§ **Exercise aim**: Give again, unaltered, the lines of the listing below that run from the line having "#[derive(Debug, Clone, Copy, PartialEq, Eq)]" through the line having "by a signal".

§ **Supplied information**:
◆ ◆ ◆ ◆

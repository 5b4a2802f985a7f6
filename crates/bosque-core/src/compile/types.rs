//! Common types for the compile-and-run pipeline.

use std::path::{Path, PathBuf};
use std::time::Duration;

/// Environment variable overriding the compiler command.
pub const COMPILER_ENV: &str = "BOSQUE_KERNEL_COMPILER";

/// Environment variable overriding the runtime command.
pub const RUNTIME_ENV: &str = "BOSQUE_KERNEL_RUNTIME";

/// Environment variable setting a per-process timeout in seconds.
pub const TIMEOUT_ENV: &str = "BOSQUE_KERNEL_TIMEOUT_SECS";

/// Configuration for the compiler/runtime bridge.
#[derive(Debug, Clone, PartialEq, Eq)]
pub struct BridgeConfig {
    /// Compiler command (name looked up on PATH, or a path)
    pub compiler: String,

    /// JavaScript runtime command (name looked up on PATH, or a path)
    pub runtime: String,

    /// File name of the entry module the compiler is expected to emit
    pub entry_module: String,

    /// File name the cell source is written to
    pub source_file: String,

    /// Name of the directory the compiler writes modules into
    pub output_dir: String,

    /// Upper bound on each child process, `None` waits forever
    pub timeout: Option<Duration>,
}

impl Default for BridgeConfig {
    fn default() -> Self {
        Self {
            compiler: "bosque".to_string(),
            runtime: "node".to_string(),
            entry_module: "Main.mjs".to_string(),
            source_file: "source.bsq".to_string(),
            output_dir: "jsout".to_string(),
            timeout: None,
        }
    }
}

impl BridgeConfig {
    /// Defaults, overridden by the `BOSQUE_KERNEL_*` environment variables.
    ///
    /// Unparseable timeout values are ignored with a warning.
    pub fn from_env() -> Self {
        let mut config = Self::default();

        if let Ok(compiler) = std::env::var(COMPILER_ENV)
            && !compiler.trim().is_empty()
        {
            config.compiler = compiler;
        }

        if let Ok(runtime) = std::env::var(RUNTIME_ENV)
            && !runtime.trim().is_empty()
        {
            config.runtime = runtime;
        }

        if let Ok(secs) = std::env::var(TIMEOUT_ENV) {
            match secs.trim().parse::<u64>() {
                Ok(0) => config.timeout = None,
                Ok(secs) => config.timeout = Some(Duration::from_secs(secs)),
                Err(e) => tracing::warn!("Ignoring {}={:?}: {}", TIMEOUT_ENV, secs, e),
            }
        }

        config
    }

    /// Use a different compiler command.
    pub fn with_compiler(mut self, compiler: impl Into<String>) -> Self {
        self.compiler = compiler.into();
        self
    }

    /// Use a different runtime command.
    pub fn with_runtime(mut self, runtime: impl Into<String>) -> Self {
        self.runtime = runtime.into();
        self
    }

    /// Bound each child process by `timeout`.
    pub fn with_timeout(mut self, timeout: Option<Duration>) -> Self {
        self.timeout = timeout;
        self
    }

    /// Path of the source file inside `work_dir`.
    pub fn source_path(&self, work_dir: &Path) -> PathBuf {
        work_dir.join(&self.source_file)
    }

    /// Path of the output directory inside `work_dir`.
    pub fn output_path(&self, work_dir: &Path) -> PathBuf {
        work_dir.join(&self.output_dir)
    }
}

/// Which child process a step runs.
#[derive(Debug, Clone, Copy, PartialEq, Eq)]
pub enum Stage {
    Compile,
    Execute,
}

impl Stage {
    /// Human readable name for log lines.
    pub fn as_str(self) -> &'static str {
        match self {
            Self::Compile => "compile",
            Self::Execute => "execute",
        }
    }
}

/// Captured result of one child process.
#[derive(Debug, Clone)]
pub struct ProcessOutput {
    /// Exit code, `None` when killed by a signal
    pub code: Option<i32>,

    /// Captured standard output
    pub stdout: String,

    /// Captured standard error
    pub stderr: String,
}

impl ProcessOutput {
    /// Returns true if the process exited with code 0.
    pub fn success(&self) -> bool {
        self.code == Some(0)
    }

    /// Trimmed stderr, or `fallback` when stderr holds no text.
    pub fn diagnostic_or(&self, fallback: &str) -> String {
        let trimmed = self.stderr.trim();
        if trimmed.is_empty() {
            fallback.to_string()
        } else {
            trimmed.to_string()
        }
    }
}

#[cfg(test)]
mod tests {
    use super::*;

    #[test]
    fn test_default_config() {
        let config = BridgeConfig::default();
        assert_eq!(config.compiler, "bosque");
        assert_eq!(config.runtime, "node");
        assert_eq!(config.entry_module, "Main.mjs");
        assert_eq!(config.source_file, "source.bsq");
        assert_eq!(config.output_dir, "jsout");
        assert!(config.timeout.is_none());
    }

    #[test]
    fn test_layout_paths() {
        let config = BridgeConfig::default();
        let work = Path::new("/tmp/work");
        assert_eq!(config.source_path(work), PathBuf::from("/tmp/work/source.bsq"));
        assert_eq!(config.output_path(work), PathBuf::from("/tmp/work/jsout"));
    }

    #[test]
    fn test_diagnostic_fallback() {
        let output = ProcessOutput {
            code: Some(1),
            stdout: String::new(),
            stderr: "  \n".to_string(),
        };
        assert!(!output.success());
        assert_eq!(output.diagnostic_or("generic"), "generic");

        let output = ProcessOutput {
            code: Some(1),
            stdout: String::new(),
            stderr: "boom\n".to_string(),
        };
        assert_eq!(output.diagnostic_or("generic"), "boom");
    }
}
//! Serve command implementation for the Bosque kernel CLI.
//!
//! Runs one kernel session over stdin/stdout until shutdown.

use std::path::Path;

use bosque_core::compile::BridgeConfig;

/// Exit status after Ctrl+C, as shells report SIGINT.
const INTERRUPTED_EXIT_CODE: i32 = 130;

/// Serve notebook requests until shutdown, end of input or Ctrl+C.
pub async fn execute(connection_file: Option<&Path>, config: BridgeConfig) -> anyhow::Result<()> {
    if let Some(path) = connection_file {
        tracing::info!(
            "Connection file {} ignored, serving JSON lines on stdio",
            path.display()
        );
    }

    let interrupted = tokio::select! {
        result = bosque_kernel::serve_stdio(config) => {
            result?;
            false
        }
        _ = tokio::signal::ctrl_c() => true,
    };

    // The serve future, and with it the session and its scratch
    // directory, is dropped once select! returns.
    if interrupted {
        tracing::info!("Interrupted, kernel stopped");
        // A blocked stdin read would keep the runtime from shutting down
        std::process::exit(INTERRUPTED_EXIT_CODE);
    }

    Ok(())
}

◆ ◆ ◆ ◆

§ **The completed task**:
#[derive(Debug, Clone, Copy, PartialEq, Eq)]
pub enum Stage {
    Compile,
    Execute,
}

impl Stage {
    /// Human readable name for log lines.
    pub fn as_str(self) -> &'static str {
        match self {
            Self::Compile => "compile",
            Self::Execute => "execute",
        }
    }
}

/// Captured result of one child process.
#[derive(Debug, Clone)]
pub struct ProcessOutput {
    /// Exit code, `None` when killed by a signal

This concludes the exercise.